Monday, February 19, 2007

AT WAR WITH MYSELF, AND WHY I CAN'T GET OFF THE LAZY TRAIN

There is so much that I want to do, and so much that I want to accomplish. But, man, am I lazy. My goal at the beginning of this semester was to wake up at 6 am each day to start the routine. I would run or do some yoga, then have time for prayer or spiritual reading, then go to class at 8 and start the rest of the day...

That lasted a week.

Now I have a hard time waking up 20 minutes before class because, at best, I don't go to sleep until midnight. Needless to say, I don't get my workout in, and I have a hard time taking time out for prayer and Bible reading. This is a constant struggle for me. Why can't I just do it? If I would take time out for prayer, I would become more aware of God throughout the day. If I would take time to work out, I would have more energy throughout the week. It sounds to me like this should be an easy decision.
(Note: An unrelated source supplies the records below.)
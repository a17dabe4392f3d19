//! # HyperGL Bridge
//!
//! Host-side bridge that lets sandboxed WebAssembly guests issue OpenGL
//! ES 3.x style calls against a host graphics context.
//!
//! A guest only speaks in fixed-width integers and floats: object names are
//! integer handles, arrays and strings are byte offsets into its linear
//! memory. The bridge translates each call into the host's object-oriented,
//! WebGL2-shaped API ([`GlContext`]).
//!
//! ## Layers
//!
//! | Layer | Module | Role |
//! |-------|--------|------|
//! | Handles | [`handles`] | guest integer <-> host object, monotonic ids |
//! | Memory | [`memory`] | bounds-checked typed views over guest memory |
//! | Formats | [`formats`] | element widths and pixel component counts |
//! | Dispatch | [`dispatch`] | one method per entry point |
//! | Runtime | [`wasm`] | wasmtime linker registration and sandbox |
//!
//! ## Quick Start
//!
//! ```rust,ignore
//! use hypergl_bridge::{Bridge, GuestMemory, RecordingContext};
//!
//! let mut bridge = Bridge::new(RecordingContext::new());
//! let mut bytes = vec![0u8; 64];
//! let mut mem = GuestMemory::new(&mut bytes);
//!
//! // glGenBuffers(1, &ids[0]) writes the fresh handle at offset 0
//! bridge.gen_buffers(&mut mem, 1, 0)?;
//! let buffer = mem.read_u32(0)?;
//! bridge.bind_buffer(hypergl_bridge::gl::ARRAY_BUFFER, buffer)?;
//! ```
//!
//! ## Features
//!
//! - `wasm` (default) - wasmtime host functions, sandbox and instances

#![warn(missing_docs)]
#![warn(rust_2018_idioms)]

pub mod config;
pub mod context;
pub mod dispatch;
pub mod entry_points;
pub mod error;
pub mod formats;
pub mod gl;
pub mod handles;
pub mod memory;
pub mod recording;

#[cfg(feature = "wasm")]
pub mod wasm;

// Re-export main types
pub use config::BridgeConfig;
pub use context::{ActiveInfo, GlContext, MatrixShape};
pub use dispatch::Bridge;
pub use entry_points::{import_name, lookup_import, ENTRY_POINTS};
pub use error::{BridgeError, Result};
pub use formats::ElementType;
pub use handles::{Handle, HandleTable, ObjectKind, ObjectRef, ObjectTable};
pub use memory::{GuestMemory, TypedView, TypedViewMut};
pub use recording::{HostObject, RecordedCall, RecordingContext, UniformValue};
Just friggin' do it, Marc.

I'll do it tomorrow.

You didn't do it tommorrow.

Ok, next week.

You didn't do it next week, either.

When summer starts, I'll be all over it.

Yeah, right. We'll see...

So what is this thing inside of me that is so lazy? Is it like that little mechanical worm thing in The Matrix? Can I have a surgical procedure to remove it? That would be nice. But I don't think it's possible. Maybe if I ask God to fix me up, that would work. But that hasn't happened yet, either. Paul talks about this in Romans 7, but that doesn't provide me with any practical advice. Maybe Joel Osteen can help me, but then again, maybe not.

This isn't just a problem of not working out or not praying. It's starting to infect my whole life. I've jumped on the lazy train and it's not stopping. Something tells me I'm not completely alone on this one, though. I think I heard someone yelling in the car next to me. Any advice on how to jump off?